Sjogren’s syndrome (SS) is common autoimmune diseases manifesting with various glandular and extra glandular features which are difficult to evaluate and manage. Hypokalemic flaccid paralysis may be the rare extra glandular clinical manifestation of SS. We present a case of acute flaccid paralysis which on evaluation turned out to be primary sjogren’s syndrome (pSS). We present a case of 30 year old young woman with no known comorbidities presented with acute flaccid paralysis. Her evaluation reveals severe hypokalemia with K-1.6 meq/l, metabolic acidosis with pH-7.28 and urinary pH ≥6.5. An initial diagnosis of hypokalemic periodic paralysis (HPP) secondary to distal renal tubular acidosis (dRTA) was made.
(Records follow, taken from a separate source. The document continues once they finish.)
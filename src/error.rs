// File: error.rs
// SPDX-License-Identifier: MIT OR Apache-2.0
//
// Copyright (c) 2025
// - Volker Schwaberow <volker@schwaberow.de>

use thiserror::Error;

/// Errors raised while replaying test cases.
///
/// The per-job variants end a single job as failed; the pipeline keeps
/// running. `EmptyCorpus`, `InvalidTarget`, `InvalidConfig` and
/// `AlreadyStarted` are raised before any job is dispatched.
#[derive(Debug, Clone, PartialEq, Eq, Error)]
pub enum ReplayError {
    #[error("connect to {addr} failed after {attempts} attempts: {reason}")]
    DialFailure {
        addr: String,
        attempts: u32,
        reason: String,
    },

    #[error("malformed request template: {0}")]
    MalformedTemplate(String),

    #[error("send request failed: {0}")]
    WriteFailure(String),

    #[error("read response timed out")]
    ReadTimeout,

    #[error("connection reset: {0}")]
    ConnectionReset(String),

    #[error("malformed response: {0}")]
    MalformedResponse(String),

    #[error("test case not found: {0}")]
    NotFound(String),

    #[error("I/O error on {path}: {reason}")]
    Io { path: String, reason: String },

    #[error("no test case found")]
    EmptyCorpus,

    #[error("invalid target {0}, example: http://example.com:9443")]
    InvalidTarget(String),

    #[error("invalid configuration: {0}")]
    InvalidConfig(String),

    #[error("pipeline already started")]
    AlreadyStarted,
}

impl ReplayError {
    pub(crate) fn io(path: &str, error: &std::io::Error) -> Self {
        if error.kind() == std::io::ErrorKind::NotFound {
            Self::NotFound(path.to_string())
        } else {
            Self::Io {
                path: path.to_string(),
                reason: error.to_string(),
            }
        }
    }
}

pub type ReplayResult<T> = Result<T, ReplayError>;
// File: config.rs
// SPDX-License-Identifier: MIT OR Apache-2.0
//
// Copyright (c) 2023-2025
// - Volker Schwaberow <volker@schwaberow.de>

use crate::error::{ReplayError, ReplayResult};
use std::num::NonZeroU32;
use std::path::PathBuf;
use url::Url;

pub const DEFAULT_CONCURRENCY: usize = 10;
pub const DEFAULT_TIMEOUT_MS: u64 = 1000;
pub const DEFAULT_BLOCK_STATUS: u16 = 403;
/// Total dial attempts per job, retried immediately.
pub const CONNECT_ATTEMPTS: u32 = 4;

/// Where request templates are read from.
#[derive(Debug, Clone, PartialEq, Eq)]
pub enum TemplateSource {
    Embedded,
    Path(PathBuf),
}

/// Target parsed from a `http://` or `https://` URL.
#[derive(Debug, Clone, PartialEq, Eq)]
pub struct Target {
    url: String,
    addr: String,
    use_tls: bool,
}

impl Target {
    pub fn parse(target: &str) -> ReplayResult<Self> {
        let parsed = Url::parse(target).map_err(|_| ReplayError::InvalidTarget(target.into()))?;
        let use_tls = match parsed.scheme() {
            "https" => true,
            "http" => false,
            _ => return Err(ReplayError::InvalidTarget(target.into())),
        };
        let host = parsed
            .host_str()
            .filter(|h| !h.is_empty())
            .ok_or_else(|| ReplayError::InvalidTarget(target.into()))?;

        let addr = match parsed.port() {
            Some(port) => format!("{}:{}", host, port),
            None => host.to_string(),
        };

        Ok(Self {
            url: target.trim_end_matches('/').to_string(),
            addr,
            use_tls,
        })
    }

    pub fn url(&self) -> &str {
        &self.url
    }

    /// `host[:port]` as written in the URL; the port is only present when
    /// it is not the scheme default.
    pub fn addr(&self) -> &str {
        &self.addr
    }

    pub fn use_tls(&self) -> bool {
        self.use_tls
    }
}

#[derive(Debug, Clone)]
pub struct ReplayConfig {
    addr: String,
    use_tls: bool,
    concurrency: usize,
    timeout_ms: u64,
    block_status_code: u16,
    host_override: Option<String>,
    one_request_per_connection: bool,
    template_source: TemplateSource,
    filter: Option<String>,
    rate_limit: Option<NonZeroU32>,
    output_dir: PathBuf,
}

impl Default for ReplayConfig {
    fn default() -> Self {
        Self::new("", false)
    }
}

impl ReplayConfig {
    pub fn new(addr: &str, use_tls: bool) -> Self {
        Self {
            addr: addr.to_string(),
            use_tls,
            concurrency: DEFAULT_CONCURRENCY,
            timeout_ms: DEFAULT_TIMEOUT_MS,
            block_status_code: DEFAULT_BLOCK_STATUS,
            host_override: None,
            one_request_per_connection: true,
            template_source: TemplateSource::Embedded,
            filter: None,
            rate_limit: None,
            output_dir: PathBuf::from("."),
        }
    }

    pub fn from_target(target: &Target) -> Self {
        Self::new(target.addr(), target.use_tls())
    }

    /// Rejects configurations that cannot start a run.
    pub fn validate(&self) -> ReplayResult<()> {
        if self.addr.trim().is_empty() || self.addr.contains(['\r', '\n', ' ', '/']) {
            return Err(ReplayError::InvalidTarget(self.addr.clone()));
        }
        if self.concurrency == 0 {
            return Err(ReplayError::InvalidConfig(
                "concurrency must be at least 1".to_string(),
            ));
        }
        if self.timeout_ms == 0 {
            return Err(ReplayError::InvalidConfig(
                "timeout must be at least 1 ms".to_string(),
            ));
        }
        if let Some(host) = &self.host_override {
            if host.contains(['\r', '\n']) {
                return Err(ReplayError::InvalidConfig(
                    "host override contains line breaks".to_string(),
                ));
            }
        }
        if let Some(filter) = &self.filter {
            regex::Regex::new(filter)
                .map_err(|e| ReplayError::InvalidConfig(format!("filter: {}", e)))?;
        }
        Ok(())
    }

    pub fn addr(&self) -> &str {
        &self.addr
    }

    pub fn use_tls(&self) -> bool {
        self.use_tls
    }

    pub fn concurrency(&self) -> usize {
        self.concurrency
    }

    pub fn set_concurrency(&mut self, concurrency: usize) {
        self.concurrency = concurrency;
    }

    pub fn timeout_ms(&self) -> u64 {
        self.timeout_ms
    }

    pub fn set_timeout_ms(&mut self, timeout_ms: u64) {
        self.timeout_ms = timeout_ms;
    }

    pub fn connect_attempts(&self) -> u32 {
        CONNECT_ATTEMPTS
    }

    pub fn block_status_code(&self) -> u16 {
        self.block_status_code
    }

    pub fn set_block_status_code(&mut self, code: u16) {
        self.block_status_code = code;
    }

    pub fn host_override(&self) -> Option<&str> {
        self.host_override.as_deref()
    }

    pub fn set_host_override(&mut self, host: Option<String>) {
        self.host_override = host.filter(|h| !h.is_empty());
    }

    /// Value written to the `Host` header of every replayed request.
    pub fn request_host(&self) -> &str {
        self.host_override().unwrap_or(&self.addr)
    }

    pub fn one_request_per_connection(&self) -> bool {
        self.one_request_per_connection
    }

    pub fn set_one_request_per_connection(&mut self, enabled: bool) {
        self.one_request_per_connection = enabled;
    }

    pub fn template_source(&self) -> &TemplateSource {
        &self.template_source
    }

    pub fn set_template_source(&mut self, source: TemplateSource) {
        self.template_source = source;
    }

    pub fn filter(&self) -> Option<&str> {
        self.filter.as_deref()
    }

    pub fn set_filter(&mut self, filter: Option<String>) {
        self.filter = filter;
    }

    pub fn rate_limit(&self) -> Option<NonZeroU32> {
        self.rate_limit
    }

    pub fn set_rate_limit(&mut self, rate_limit: Option<NonZeroU32>) {
        self.rate_limit = rate_limit;
    }

    pub fn output_dir(&self) -> &PathBuf {
        &self.output_dir
    }

    pub fn set_output_dir(&mut self, output_dir: PathBuf) {
        self.output_dir = output_dir;
    }
}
She was later found to have sjogren’s syndrome on the basis of positive ANA & Anti-Ro (SS-A) Antibody and salivary gland biopsy. She was managed with potassium supplements, sodium bicarbonate and immunomodulators. Primary Sjogren’s syndrome usually associated with distal renal tubular acidosis which may cause hypokalemia leading to HPP, rarely which may be the initial presenting symptom in young women as in our case. Early diagnosis and treatment of these patients would lead to less complication and better quality of life.